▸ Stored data
┏━━
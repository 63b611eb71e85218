//! Job-graph validator for the pipeline-assembly mission.
//!
//! Job names match case-insensitively. The build job must reach the test
//! job through the recorded dependency edges, not just directly.

use std::collections::{BTreeMap, BTreeSet, VecDeque};

use serde::{Deserialize, Serialize};

use crate::constants::{
    JOB_DEPENDENCY_WEIGHT, JOB_MISSING_PENALTY, JOB_PRESENCE_WEIGHT, JOB_YAML_WEIGHT,
};
use crate::missions::JobGraphSpec;

use super::{ValidationDetail, ValidationInputError, ValidationResult, clamp_score};

/// One named CI job with its dependency edges and YAML body.
#[derive(Debug, Clone, Default, PartialEq, Eq, Serialize, Deserialize)]
pub struct JobSubmission {
    pub name: String,
    /// Names of jobs this one depends on.
    pub needs: Vec<String>,
    /// Whether the player marked the job as configured in the editor.
    pub configured: bool,
    /// Free-text YAML body, checked for required substrings.
    pub yaml: String,
}

/// The assembled pipeline: a set of jobs with dependency edges.
#[derive(Debug, Clone, Default, PartialEq, Eq, Serialize, Deserialize)]
pub struct JobGraphSubmission {
    pub jobs: Vec<JobSubmission>,
}

pub(super) fn validate(
    submission: &JobGraphSubmission,
    spec: &JobGraphSpec,
) -> Result<ValidationResult, ValidationInputError> {
    // Case-insensitive name index; duplicates and dangling edges are
    // malformed input, not a scoring matter.
    let mut by_name: BTreeMap<String, &JobSubmission> = BTreeMap::new();
    for job in &submission.jobs {
        let key = job.name.trim().to_lowercase();
        if by_name.insert(key, job).is_some() {
            return Err(ValidationInputError::DuplicateJob(job.name.clone()));
        }
    }
    for job in &submission.jobs {
        for needs in &job.needs {
            if !by_name.contains_key(&needs.trim().to_lowercase()) {
                return Err(ValidationInputError::UnknownJobReference {
                    job: job.name.clone(),
                    needs: needs.clone(),
                });
            }
        }
    }

    let required: Vec<String> = spec.required_jobs.iter().map(|j| j.to_lowercase()).collect();
    let missing_jobs: Vec<String> = spec
        .required_jobs
        .iter()
        .filter(|j| !by_name.contains_key(&j.to_lowercase()))
        .cloned()
        .collect();
    let present = required.len() - missing_jobs.len();
    let present_fraction = fraction(present, required.len());

    let test_key = spec.test_job.to_lowercase();
    let build_key = spec.build_job.to_lowercase();
    let test_has_dependent = submission.jobs.iter().any(|job| {
        job.needs
            .iter()
            .any(|needs| needs.trim().to_lowercase() == test_key)
    });
    let build_reaches_test = depends_transitively(&by_name, &build_key, &test_key);
    let dependency_ok = test_has_dependent && build_reaches_test;

    // YAML snippet score averages over all required jobs; a missing job
    // contributes zero to the fraction.
    let mut yaml_fraction = 0.0f32;
    if !required.is_empty() && !spec.required_snippets.is_empty() {
        let mut total = 0.0f32;
        for key in &required {
            if let Some(job) = by_name.get(key) {
                let hits = spec
                    .required_snippets
                    .iter()
                    .filter(|snippet| job.yaml.contains(snippet.as_str()))
                    .count();
                total += fraction(hits, spec.required_snippets.len());
            }
        }
        yaml_fraction = total / required.len() as f32;
    }

    let unconfigured_jobs: Vec<String> = submission
        .jobs
        .iter()
        .filter(|job| !job.configured)
        .map(|job| job.name.clone())
        .collect();

    let raw = JOB_PRESENCE_WEIGHT * present_fraction
        + JOB_DEPENDENCY_WEIGHT * f32::from(u8::from(dependency_ok))
        + JOB_YAML_WEIGHT * yaml_fraction
        - JOB_MISSING_PENALTY * missing_jobs.len() as f32;

    let mut feedback = Vec::new();
    for job in &missing_jobs {
        feedback.push(format!("Required job `{job}` is missing from the pipeline"));
    }
    if !test_has_dependent {
        feedback.push(format!(
            "Nothing depends on `{}`; downstream jobs should wait for tests",
            spec.test_job
        ));
    }
    if !build_reaches_test {
        feedback.push(format!(
            "`{}` must depend on `{}` (directly or through other jobs)",
            spec.build_job, spec.test_job
        ));
    }
    for job in &unconfigured_jobs {
        feedback.push(format!("Job `{job}` is not configured yet"));
    }
    if feedback.is_empty() && yaml_fraction < 1.0 {
        feedback.push("Some jobs are missing a runner, checkout step or steps section".to_string());
    }
    if feedback.is_empty() {
        feedback.push("Pipeline graph looks good".to_string());
    }

    let success = missing_jobs.is_empty() && dependency_ok && unconfigured_jobs.is_empty();

    Ok(ValidationResult {
        score: clamp_score(raw.round() as i32),
        success,
        feedback,
        detail: ValidationDetail::JobGraph {
            missing_jobs,
            dependency_ok,
            unconfigured_jobs,
        },
    })
}

fn fraction(part: usize, whole: usize) -> f32 {
    if whole == 0 {
        0.0
    } else {
        part as f32 / whole as f32
    }
}

/// Breadth-first walk of the `needs` edges from `from`, looking for `to`.
fn depends_transitively(
    by_name: &BTreeMap<String, &JobSubmission>,
    from: &str,
    to: &str,
) -> bool {
    let mut seen: BTreeSet<String> = BTreeSet::new();
    let mut queue: VecDeque<String> = VecDeque::new();
    queue.push_back(from.to_string());
    while let Some(current) = queue.pop_front() {
        if !seen.insert(current.clone()) {
            continue;
        }
        let Some(job) = by_name.get(&current) else {
            continue;
        };
        for needs in &job.needs {
            let key = needs.trim().to_lowercase();
            if key == to {
                return true;
            }
            queue.push_back(key);
        }
    }
    false
}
┗━━
Output every line above so that it reads exactly as before.

repository 63b611eb71e85218
//! Job-graph validator for the pipeline-assembly mission.
//!
//! Job names match case-insensitively. The build job must reach the test
//! job through the recorded dependency edges, not just directly.

use std::collections::{BTreeMap, BTreeSet, VecDeque};

use serde::{Deserialize, Serialize};

use crate::constants::{
    JOB_DEPENDENCY_WEIGHT, JOB_MISSING_PENALTY, JOB_PRESENCE_WEIGHT, JOB_YAML_WEIGHT,
};
use crate::missions::JobGraphSpec;

use super::{ValidationDetail, ValidationInputError, ValidationResult, clamp_score};

/// One named CI job with its dependency edges and YAML body.
#[derive(Debug, Clone, Default, PartialEq, Eq, Serialize, Deserialize)]
pub struct JobSubmission {
    pub name: String,
    /// Names of jobs this one depends on.
    pub needs: Vec<String>,
    /// Whether the player marked the job as configured in the editor.
    pub configured: bool,
    /// Free-text YAML body, checked for required substrings.
    pub yaml: String,
}

/// The assembled pipeline: a set of jobs with dependency edges.
#[derive(Debug, Clone, Default, PartialEq, Eq, Serialize, Deserialize)]
pub struct JobGraphSubmission {
    pub jobs: Vec<JobSubmission>,
}

pub(super) fn validate(
    submission: &JobGraphSubmission,
    spec: &JobGraphSpec,
) -> Result<ValidationResult, ValidationInputError> {
    // Case-insensitive name index; duplicates and dangling edges are
    // malformed input, not a scoring matter.
    let mut by_name: BTreeMap<String, &JobSubmission> = BTreeMap::new();
    for job in &submission.jobs {
        let key = job.name.trim().to_lowercase();
        if by_name.insert(key, job).is_some() {
            return Err(ValidationInputError::DuplicateJob(job.name.clone()));
        }
    }
    for job in &submission.jobs {
        for needs in &job.needs {
            if !by_name.contains_key(&needs.trim().to_lowercase()) {
                return Err(ValidationInputError::UnknownJobReference {
                    job: job.name.clone(),
                    needs: needs.clone(),
                });
            }
        }
    }

    let required: Vec<String> = spec.required_jobs.iter().map(|j| j.to_lowercase()).collect();
    let missing_jobs: Vec<String> = spec
        .required_jobs
        .iter()
        .filter(|j| !by_name.contains_key(&j.to_lowercase()))
        .cloned()
        .collect();
    let present = required.len() - missing_jobs.len();
    let present_fraction = fraction(present, required.len());

    let test_key = spec.test_job.to_lowercase();
    let build_key = spec.build_job.to_lowercase();
    let test_has_dependent = submission.jobs.iter().any(|job| {
        job.needs
            .iter()
            .any(|needs| needs.trim().to_lowercase() == test_key)
    });
    let build_reaches_test = depends_transitively(&by_name, &build_key, &test_key);
    let dependency_ok = test_has_dependent && build_reaches_test;

    // YAML snippet score averages over all required jobs; a missing job
    // contributes zero to the fraction.
    let mut yaml_fraction = 0.0f32;
    if !required.is_empty() && !spec.required_snippets.is_empty() {
        let mut total = 0.0f32;
        for key in &required {
            if let Some(job) = by_name.get(key) {
                let hits = spec
                    .required_snippets
                    .iter()
                    .filter(|snippet| job.yaml.contains(snippet.as_str()))
                    .count();
                total += fraction(hits, spec.required_snippets.len());
            }
        }
        yaml_fraction = total / required.len() as f32;
    }

    let unconfigured_jobs: Vec<String> = submission
        .jobs
        .iter()
        .filter(|job| !job.configured)
        .map(|job| job.name.clone())
        .collect();

    let raw = JOB_PRESENCE_WEIGHT * present_fraction
        + JOB_DEPENDENCY_WEIGHT * f32::from(u8::from(dependency_ok))
        + JOB_YAML_WEIGHT * yaml_fraction
        - JOB_MISSING_PENALTY * missing_jobs.len() as f32;

    let mut feedback = Vec::new();
    for job in &missing_jobs {
        feedback.push(format!("Required job `{job}` is missing from the pipeline"));
    }
    if !test_has_dependent {
        feedback.push(format!(
            "Nothing depends on `{}`; downstream jobs should wait for tests",
            spec.test_job
        ));
    }
    if !build_reaches_test {
        feedback.push(format!(
            "`{}` must depend on `{}` (directly or through other jobs)",
            spec.build_job, spec.test_job
        ));
    }
    for job in &unconfigured_jobs {
        feedback.push(format!("Job `{job}` is not configured yet"));
    }
    if feedback.is_empty() && yaml_fraction < 1.0 {
        feedback.push("Some jobs are missing a runner, checkout step or steps section".to_string());
    }
    if feedback.is_empty() {
        feedback.push("Pipeline graph looks good".to_string());
    }

    let success = missing_jobs.is_empty() && dependency_ok && unconfigured_jobs.is_empty();

    Ok(ValidationResult {
        score: clamp_score(raw.round() as i32),
        success,
        feedback,
        detail: ValidationDetail::JobGraph {
            missing_jobs,
            dependency_ok,
            unconfigured_jobs,
        },
    })
}

fn fraction(part: usize, whole: usize) -> f32 {
    if whole == 0 {
        0.0
    } else {
        part as f32 / whole as f32
    }
}

/// Breadth-first walk of the `needs` edges from `from`, looking for `to`.
fn depends_transitively(
    by_name: &BTreeMap<String, &JobSubmission>,
    from: &str,
    to: &str,
) -> bool {
    let mut seen: BTreeSet<String> = BTreeSet::new();
    let mut queue: VecDeque<String> = VecDeque::new();
    queue.push_back(from.to_string());
    while let Some(current) = queue.pop_front() {
        if !seen.insert(current.clone()) {
            continue;
        }
        let Some(job) = by_name.get(&current) else {
            continue;
        };
        for needs in &job.needs {
            let key = needs.trim().to_lowercase();
            if key == to {
                return true;
            }
            queue.push_back(key);
        }
    }
    false
}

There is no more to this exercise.